Levi's, in March, unveiled a collaboration with the Outerknown that includes a pair of jeans and jacket made from a blend of 69% cotton and 31% hemp that the company claims feels like pure cotton. This is significant because hemp uses significantly less water and chemicals than cotton to produce. Hemp however, is a more difficult material to work with as the fibers come from the stalk of the plant whereas cotton is derived from a puffy bud at the top of the plant.
"It's a longer, stiffer, coarser fiber," stated Levi's head of global product innovation, Paul Dillinger, to Business Insider. "It doesn't want to be turned into something soft. It wants to be turned into rope." Levi's has formulated a way to soften the hemp fibers and able blend them with the cotton in a way that uses significantly less water than the process used to turn hemp fibers into a rough material. "It's great that it's resonating with the consumer, but it's more important that it's helping to future-proof our supply chain," he said.
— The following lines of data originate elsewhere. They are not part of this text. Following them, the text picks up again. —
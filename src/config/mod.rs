//! Configuration management.
//!
//! Supports configuration from:
//! - TOML config files
//! - Environment variables
//! - CLI arguments (applied by the binaries on top of the loaded config)

use std::path::PathBuf;
use std::time::Duration;

use serde::{Deserialize, Serialize};

use crate::error::{Result, SmokeError};

/// Upper bound for any single timeout setting, in seconds
pub const MAX_TIMEOUT_SECS: u64 = 3600;

/// Upper bound for request counts in the load checks
pub const MAX_LOAD_REQUESTS: usize = 1000;

/// Main configuration struct
#[derive(Debug, Clone, Default, Serialize, Deserialize)]
pub struct Config {
    /// Inference server connection settings
    #[serde(default)]
    pub server: ServerConfig,

    /// Default battery settings
    #[serde(default)]
    pub suite: SuiteConfig,

    /// Report output settings
    #[serde(default)]
    pub report: ReportConfig,

    /// Benchmark settings
    #[serde(default)]
    pub bench: BenchConfig,
}

impl Config {
    /// Load configuration from a TOML file
    pub fn from_file(path: impl Into<PathBuf>) -> Result<Self> {
        let path = path.into();
        let content = std::fs::read_to_string(&path).map_err(|e| {
            SmokeError::Config(format!("Failed to read config file {}: {e}", path.display()))
        })?;

        toml::from_str(&content)
            .map_err(|e| SmokeError::Config(format!("Failed to parse config: {e}")))
    }

    /// Default config file location (`<config dir>/chirai/config.toml`)
    pub fn default_path() -> Option<PathBuf> {
        dirs::config_dir().map(|p| p.join("chirai").join("config.toml"))
    }

    /// Load from an explicit path, else the default path if it exists, else defaults.
    ///
    /// Environment overrides are applied on top in every case.
    pub fn load(path: Option<PathBuf>) -> Result<Self> {
        let base = match path {
            Some(path) => Self::from_file(path)?,
            None => match Self::default_path().filter(|p| p.exists()) {
                Some(path) => Self::from_file(path)?,
                None => Self::default(),
            },
        };
        Ok(base.with_env_overrides())
    }

    /// Apply environment variable overrides
    pub fn with_env_overrides(mut self) -> Self {
        if let Ok(url) = std::env::var("CHIRAI_BASE_URL") {
            self.server.base_url = url;
        }
        if let Ok(secs) = std::env::var("CHIRAI_REQUEST_TIMEOUT_SECS") {
            if let Ok(secs) = secs.parse() {
                self.server.request_timeout_secs = secs;
            }
        }
        if let Ok(dir) = std::env::var("CHIRAI_OUTPUT_DIR") {
            self.report.output_dir = PathBuf::from(dir);
        }
        self
    }

    /// Check values that would make a run meaningless
    pub fn validate(&self) -> Result<()> {
        if self.server.base_url.trim().is_empty() {
            return Err(SmokeError::Config("server.base_url must not be empty".into()));
        }
        check_timeout("server.connect_timeout_secs", self.server.connect_timeout_secs)?;
        check_timeout("server.request_timeout_secs", self.server.request_timeout_secs)?;
        check_timeout("suite.test_timeout_secs", self.suite.test_timeout_secs)?;

        check_count("suite.concurrency_workers", self.suite.concurrency_workers)?;
        check_count("suite.concurrent_requests", self.suite.concurrent_requests)?;
        check_count("suite.burst_attempts", self.suite.burst_attempts)?;
        check_count("suite.response_time_samples", self.suite.response_time_samples)?;
        if self.suite.burst_min_success_percent > 100 {
            return Err(SmokeError::Config(
                "suite.burst_min_success_percent must be within 0-100".into(),
            ));
        }
        Ok(())
    }
}

fn check_timeout(key: &str, secs: u64) -> Result<()> {
    if secs == 0 || secs > MAX_TIMEOUT_SECS {
        return Err(SmokeError::Config(format!(
            "{key} must be within 1-{MAX_TIMEOUT_SECS}, got {secs}"
        )));
    }
    Ok(())
}

fn check_count(key: &str, count: usize) -> Result<()> {
    if count == 0 || count > MAX_LOAD_REQUESTS {
        return Err(SmokeError::Config(format!(
            "{key} must be within 1-{MAX_LOAD_REQUESTS}, got {count}"
        )));
    }
    Ok(())
}

/// Inference server connection configuration
#[derive(Debug, Clone, Serialize, Deserialize)]
#[serde(default)]
pub struct ServerConfig {
    /// Base URL of the inference server (e.g., http://localhost:11434)
    pub base_url: String,

    /// TCP connect timeout in seconds
    pub connect_timeout_secs: u64,

    /// Overall request timeout in seconds
    pub request_timeout_secs: u64,
}

impl Default for ServerConfig {
    fn default() -> Self {
        Self {
            base_url: "http://localhost:11434".to_string(),
            connect_timeout_secs: 10,
            request_timeout_secs: 30,
        }
    }
}

impl ServerConfig {
    /// Connect timeout as a `Duration`
    pub fn connect_timeout(&self) -> Duration {
        Duration::from_secs(self.connect_timeout_secs)
    }

    /// Request timeout as a `Duration`
    pub fn request_timeout(&self) -> Duration {
        Duration::from_secs(self.request_timeout_secs)
    }
}

/// Default battery configuration
#[derive(Debug, Clone, Serialize, Deserialize)]
#[serde(default)]
pub struct SuiteConfig {
    /// General-purpose chat model
    pub chat_model: String,

    /// Model used for Japanese/Chinese prompts
    pub japanese_model: String,

    /// Models that must be listed by the server
    pub required_models: Vec<String>,

    /// Per-case wall-clock timeout in seconds
    pub test_timeout_secs: u64,

    /// Worker pool size for the concurrency check
    pub concurrency_workers: usize,

    /// Requests fired by the concurrency check
    pub concurrent_requests: usize,

    /// Sequential requests in the rate-limit check
    pub burst_attempts: usize,

    /// Minimum percentage of burst requests that must succeed
    pub burst_min_success_percent: usize,

    /// Samples taken by the response time check
    pub response_time_samples: usize,

    /// Maximum acceptable average response time in seconds
    pub max_avg_response_secs: f64,

    /// Maximum acceptable resident memory of this process in MB
    pub max_memory_mb: f64,

    /// Treat "graceful failure" checks as always passing
    pub lenient_graceful_checks: bool,
}

impl Default for SuiteConfig {
    fn default() -> Self {
        Self {
            chat_model: "gemma3:1b".to_string(),
            japanese_model: "qwen2.5:3b".to_string(),
            required_models: vec!["gemma3:1b".to_string(), "qwen2.5:3b".to_string()],
            test_timeout_secs: 30,
            concurrency_workers: 3,
            concurrent_requests: 3,
            burst_attempts: 10,
            burst_min_success_percent: 70,
            response_time_samples: 5,
            max_avg_response_secs: 5.0,
            max_memory_mb: 500.0,
            lenient_graceful_checks: false,
        }
    }
}

impl SuiteConfig {
    /// Per-case timeout as a `Duration`
    pub fn test_timeout(&self) -> Duration {
        Duration::from_secs(self.test_timeout_secs)
    }
}

/// Report output configuration
#[derive(Debug, Clone, Serialize, Deserialize)]
#[serde(default)]
pub struct ReportConfig {
    /// Directory receiving report artifacts
    pub output_dir: PathBuf,

    /// Write the JSON report
    pub json: bool,

    /// Write the Markdown report
    pub markdown: bool,

    /// Write the SVG dashboard
    pub chart: bool,
}

impl Default for ReportConfig {
    fn default() -> Self {
        Self {
            output_dir: PathBuf::from("reports"),
            json: true,
            markdown: true,
            chart: true,
        }
    }
}

/// Benchmark configuration
#[derive(Debug, Clone, Serialize, Deserialize)]
#[serde(default)]
pub struct BenchConfig {
    /// Models to benchmark, in order
    pub models: Vec<String>,

    /// Sampling temperature
    pub temperature: f32,

    /// Completion token limit
    pub max_tokens: u32,
}

impl Default for BenchConfig {
    fn default() -> Self {
        Self {
            models: vec![
                "gemma3:1b".to_string(),
                "gemma3:4b".to_string(),
                "jaahas/qwen3-abliterated:0.6b".to_string(),
            ],
            temperature: 0.7,
            max_tokens: 500,
        }
    }
}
"Our intention is to take this to the core of the line, to blend it into the line, to make this a part of the Levi's portfolio," Dillinger said; Entailing Levi’s hemp is an ongoing project that is intended to become a large part of the company’s bottom line and not just part of a niche market
Dillinger directed that Levi's is committed to improving the quality of its cottonized-hemp aiming for a 50/50 blend for most apparel, and 100% hemp for specific products. Dillinger also expects a cottonized-hemp garment that is all hemp and feels all cotton in the foreseeable future.
Dillinger expressed the need for cotton alternatives. Being familiar with the status of hemp, it wasn’t until European hemp research discovered by Levi’s, that the solution became apparent. Levi's would not reveal its partners or details of its breakthroughs, except to say that it had a market-ready material after three years.
When Levi's finds achieves production of 100% cottonized-hemp clothing, "We're going to go from a garment that goes from 3,781 L of fresh water, 2,655 of that in just the fiber cultivation," "We take out more than 2/3 of the total water impact to the garment. That's saving a lot."
Dillinger, although optimistic, quickly pointed out that he doesn't want hype around the hemp industry. Levi's and its competitors aren’t fully replacing cotton or revolutionizing the industry overnight. There is still many years of research and development, and it is likely that hemp will be one of many cotton alternatives.
"So often there's the assumption that to purchase a sustainably-made product is going to involve a sacrifice, and that the choice is between something ethically made or something that's cute," he said. "You don't have to sacrifice to buy sustainably." The idea behind the line is the customers won’t even know the difference.